James H. Davenport, Jessica R. Jones, Matthew Thomason

TL;DR
This paper discusses the current state and future prospects of quantum computing, emphasizing the challenges, hybrid architectures, and the evolution of tools and skills needed to realize exascale quantum systems.
Contribution
It provides a practical overview of quantum computing's development, focusing on operational challenges, hybrid architectures, and the necessary evolution of software tools and skills.
Findings
Early quantum machines will likely be hybrid systems.
Error correction remains a significant unresolved challenge.

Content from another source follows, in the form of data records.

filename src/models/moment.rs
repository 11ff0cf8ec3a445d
use std::fmt;

use chrono::{DateTime, Utc};
use serde::Serialize;

/// Kind of key moment detected in a meeting
#[derive(Debug, Clone, Copy, PartialEq, Eq, Hash, Serialize)]
#[serde(rename_all = "snake_case")]
pub enum MomentType {
    EmotionalPeak,
    EmotionalValley,
    Decision,
    ActionItem,
    QuestionCluster,
    AgreementSpike,
    DisagreementSpike,
    SentimentChange,
}

impl MomentType {
    /// Stable string label, matching the serialized form
    pub fn as_str(&self) -> &'static str {
        match self {
            MomentType::EmotionalPeak => "emotional_peak",
            MomentType::EmotionalValley => "emotional_valley",
            MomentType::Decision => "decision",
            MomentType::ActionItem => "action_item",
            MomentType::QuestionCluster => "question_cluster",
            MomentType::AgreementSpike => "agreement_spike",
            MomentType::DisagreementSpike => "disagreement_spike",
            MomentType::SentimentChange => "sentiment_change",
        }
    }
}

impl fmt::Display for MomentType {
    fn fmt(&self, f: &mut fmt::Formatter<'_>) -> fmt::Result {
        f.write_str(self.as_str())
    }
}

/// How soon an action item needs to happen
#[derive(Debug, Clone, Copy, PartialEq, Eq, Serialize)]
#[serde(rename_all = "lowercase")]
pub enum Urgency {
    Now,
    Soon,
    Later,
    Unspecified,
}

impl fmt::Display for Urgency {
    fn fmt(&self, f: &mut fmt::Formatter<'_>) -> fmt::Result {
        let label = match self {
            Urgency::Now => "now",
            Urgency::Soon => "soon",
            Urgency::Later => "later",
            Urgency::Unspecified => "unspecified",
        };
        f.write_str(label)
    }
}

/// Detector-specific diagnostic fields for a moment
///
/// Serialized untagged: `moment_type` on the parent already identifies the
/// shape, so the JSON metadata object carries only the detector's fields.
#[derive(Debug, Clone, PartialEq, Serialize)]
#[serde(untagged)]
pub enum MomentMetadata {
    EmotionalPeak {
        dominant_emotion: String,
        intensity: f64,
        threshold: f64,
    },
    EmotionalValley {
        previous_intensity: f64,
        current_intensity: f64,
        drop_percentage: f64,
    },
    Decision {
        sentence_index: usize,
        matched_pattern: &'static str,
    },
    ActionItem {
        urgency: Urgency,
        assignee: Option<String>,
        sentence_index: usize,
    },
    QuestionCluster {
        question_count: usize,
        window_size: usize,
        start_index: usize,
    },
    AgreementSpike {
        agreement_count: usize,
        start_index: usize,
    },
    DisagreementSpike {
        disagreement_count: usize,
        start_index: usize,
    },
    SentimentChange {
        previous_sentiment: f64,
        current_sentiment: f64,
        change_magnitude: f64,
    },
}

/// A single detected event of interest, immutable once constructed
#[derive(Debug, Clone, PartialEq, Serialize)]
pub struct Moment {
    /// Which detector produced this moment
    pub moment_type: MomentType,
    /// Supplied timestamp for emotion-series moments, estimated for text moments
    pub timestamp: DateTime<Utc>,
    /// Priority measure in [0.0, 1.0], not a probability
    pub importance_score: f64,
    /// Triggering text, at most 200 characters
    pub text_snippet: String,
    /// Per-detector diagnostics
    pub metadata: MomentMetadata,
}
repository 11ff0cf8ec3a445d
pub mod input;
pub mod output;

pub use input::*;
pub use output::*;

Quantum computing will require substantial evolution of existing software and skills.
Abstract
Despite numerous advances in the field and a seemingly ever-increasing amount of investment, we are still some years away from seeing a production quantum computer in action. However, it is possible to make some educated guesses about the operational difficulties and challenges that may be encountered in practice. We can be reasonably confident that the early machines will be hybrid, with the quantum devices used in an apparently similar way to current accelerators such as FPGAs or GPUs. Compilers, libraries and the other tools relied upon currently for development of software will have to evolve/be reinvented to support the new technology, and training courses will have to be rethought completely rather than ``just'' updated alongside them. The workloads we are likely to see making best use of these hybrid machines will initially be few, before rapidly increasing in diversity as we…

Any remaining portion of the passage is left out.